Wednesday, March 19, 2008

The Eighth Sacrament

Holy Week is an emotional and spiritual roller-coaster. On Palm Sunday Christ is given a king’s welcome into the city of Jerusalem by Friday is he is crucified only then to find him risen again on Sunday!

However, beside the emotional torrent, Holy Week is also sacramental. The supper scene where Christ break bread and shares wine is part of the larger passion narrative. What has constituted a sacrament for the Catholic Church is reflected in its relations to Christ’s work on earth. Though my seminarian friends would contend with me, I agree that specific sacraments extend past Baptism and Eucharist and include Confirmation, Penance, Anointing of the Sick, Ordination, and Marriage (I try in vain to persuade my Protestant friends that if they become Catholic they’ll get three times the sacraments and receive three times the grace!). The sacraments are to be outward signs of inward grace. However, why not an eighth sacrament: Foot-washing?

Usually a sacrament is rooted in the work of Christ. Foot-washing figures prominently in thirteenth chapter of the Gospel of John. It reads:
When he had finished washing their feet, he put on his clothes and returned to his place. "Do you understand what I have done for you?" he asked them. "You call me 'Teacher' and 'Lord,' and rightly so, for that is what I am. Now that I, your Lord and Teacher, have washed your feet, you also should wash one another's feet. I have set you an example that you should do as I have done for you. I tell you the truth, no servant is greater than his master, nor is a messenger greater than the one who sent him. Now that you know these things, you will be blessed if you do them.

The imperative seems clear, be servants even if lords. Wash feet and be humbled.

For Catholics the rite is timidly embraced on Maundy Thursday services (today) participation is usually voluntary and is in variance depending on the church.

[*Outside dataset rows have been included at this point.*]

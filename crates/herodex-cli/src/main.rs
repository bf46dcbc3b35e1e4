//! Herodex CLI — terminal hero catalog browser

use clap::{Parser, Subcommand};
use tracing_subscriber::{fmt, EnvFilter};

use herodex::app::{QueryState, Session};
use herodex::config::Config;
use herodex::data::{FavoriteChange, Hero};
use herodex::navigation::{Location, PaginationView, QueryParams};

#[derive(Parser)]
#[command(name = "herodex", about = "Browse the hero catalog", version)]
struct Cli {
    /// Catalog server base URL (overrides HERODEX_API_URL)
    #[arg(long, global = true)]
    api_url: Option<String>,

    /// Directory for persisted favorites (overrides HERODEX_DATA_DIR)
    #[arg(long, global = true)]
    data_dir: Option<std::path::PathBuf>,

    #[command(subcommand)]
    command: Command,
}

#[derive(Subcommand)]
enum Command {
    /// List one page of heroes
    List {
        /// Page number; anything that is not a positive integer means 1
        #[arg(long, default_value = "1")]
        page: String,
        #[arg(long)]
        limit: Option<u32>,
        #[arg(long)]
        category: Option<String>,
    },
    /// Show one hero
    Hero { id: String },
    /// Show catalog statistics
    Summary,
    /// Search heroes by name and/or strength
    Search {
        #[arg(long)]
        name: Option<String>,
        #[arg(long)]
        strength: Option<String>,
    },
    /// Manage favorites
    #[command(subcommand)]
    Favorites(FavoritesCommand),
}

#[derive(Subcommand)]
enum FavoritesCommand {
    /// List favorites
    List,
    /// Add or remove a hero by id
    Toggle { id: String },
}

fn main() -> Result<(), Box<dyn std::error::Error>> {
    fmt()
        .with_env_filter(EnvFilter::from_default_env())
        .with_writer(std::io::stderr)
        .init();

    let cli = Cli::parse();

    let mut config = Config::load()?;
    if let Some(url) = cli.api_url {
        config = config.with_api_base_url(url);
    }
    if let Some(dir) = cli.data_dir {
        config = config.with_data_dir(dir);
    }

    let location = location_for(&cli.command)?;
    let mut session = Session::from_config(&config, location)?;

    match cli.command {
        Command::List { limit, category, .. } => {
            let state = session.current_heroes(limit, category.as_deref());
            let page = unwrap_state(state)?;
            for hero in &page.heroes {
                print_hero_line(hero, session.favorites.is_favorite(hero));
            }
            print_pagination(&session.pagination(page.pages), page.total);
        }
        Command::Hero { id } => {
            let hero = unwrap_state(session.queries.hero_page(&id))?;
            println!("{}", serde_json::to_string_pretty(&hero)?);
        }
        Command::Summary => {
            let summary = unwrap_state(session.queries.hero_summary())?;
            println!("Total heroes:  {}", summary.total_heroes);
            println!("Heroes:        {}", summary.hero_count);
            println!("Villains:      {}", summary.villain_count);
            println!("Strongest:     {}", summary.strongest_hero.name());
            println!("Smartest:      {}", summary.smartest_hero.name());
        }
        Command::Search { .. } => {
            let heroes = unwrap_state(session.search())?;
            if heroes.is_empty() {
                println!("No heroes found");
            }
            for hero in &heroes {
                print_hero_line(hero, session.favorites.is_favorite(hero));
            }
        }
        Command::Favorites(FavoritesCommand::List) => {
            if session.favorites.is_empty() {
                println!("No favorites yet");
            }
            for hero in session.favorites.favorites() {
                print_hero_line(hero, true);
            }
            println!("{} favorite(s)", session.favorites.favorite_count());
        }
        Command::Favorites(FavoritesCommand::Toggle { id }) => {
            // Prefer the stored snapshot so a favorite can be removed offline
            let hero = match session.favorites.get(&id) {
                Some(hero) => hero.clone(),
                None => unwrap_state(session.queries.hero_page(&id))?,
            };
            match session.toggle_favorite(&hero) {
                FavoriteChange::Added => println!("Added {} to favorites", hero.name()),
                FavoriteChange::Removed => println!("Removed {} from favorites", hero.name()),
            }
        }
    }

    Ok(())
}

/// The location a browser would show for `command`
fn location_for(command: &Command) -> herodex::error::Result<Location> {
    let mut location = match command {
        Command::Search { .. } => Location::parse("herodex://app/search")?,
        _ => Location::parse("herodex://app/")?,
    };
    match command {
        Command::List { page, .. } => location.set_param("page", page),
        Command::Search { name, strength } => {
            if let Some(name) = name {
                location.set_param("name", name);
            }
            if let Some(strength) = strength {
                location.set_param("strength", strength);
            }
        }
        _ => {}
    }
    Ok(location)
}

fn unwrap_state<T>(state: QueryState<T>) -> Result<T, Box<dyn std::error::Error>> {
    match state {
        QueryState::Success(data) => Ok(data),
        QueryState::Error(message) => Err(message.into()),
        QueryState::Loading => Err("query did not run".into()),
    }
}

fn print_hero_line(hero: &Hero, favorite: bool) {
    let marker = if favorite { "*" } else { " " };
    let category = hero.category().unwrap_or("-");
    println!("{} {:>4}  {:<28} {}", marker, hero.id(), hero.name(), category);
}

fn print_pagination(view: &PaginationView, total: u32) {
    let buttons: Vec<String> = view
        .buttons
        .iter()
        .map(|b| {
            if b.active {
                format!("[{}]", b.number)
            } else {
                b.number.to_string()
            }
        })
        .collect();
    println!();
    println!(
        "{} {} {}   ({} heroes)",
        if view.previous_disabled { "   " } else { "<< " },
        buttons.join(" "),
        if view.next_disabled { "   " } else { " >>" },
        total
    );
}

Don’t get me wrong, I don’t like idea of washing someone else feet. But that’s the point. It is to become humbled. I could think of few things more unpleasant than washing my neighbors’ feet.

Of course, the cross should humble us. It should shake us till we weep, and doesn’t the song, “I was there when they crucified my Lord” do that? And yet, sometimes the cross is too big, its too awing. It sometime seems to perfect, clean, theologized, detached, and abstract. So, while during those times, why not in worship, turn to our neighbors, and wash? It would be a reminder that God in Christ washed the apostles’ feet. The awkward, uncomfortable and tense feelings that would surely swell in both the washer and recipient would not be an emotion to overcome, but wallow in, just as the apostles were aghast at Christ’s action, and then in turn realize that they too would be asked to wash feet, and be humbled.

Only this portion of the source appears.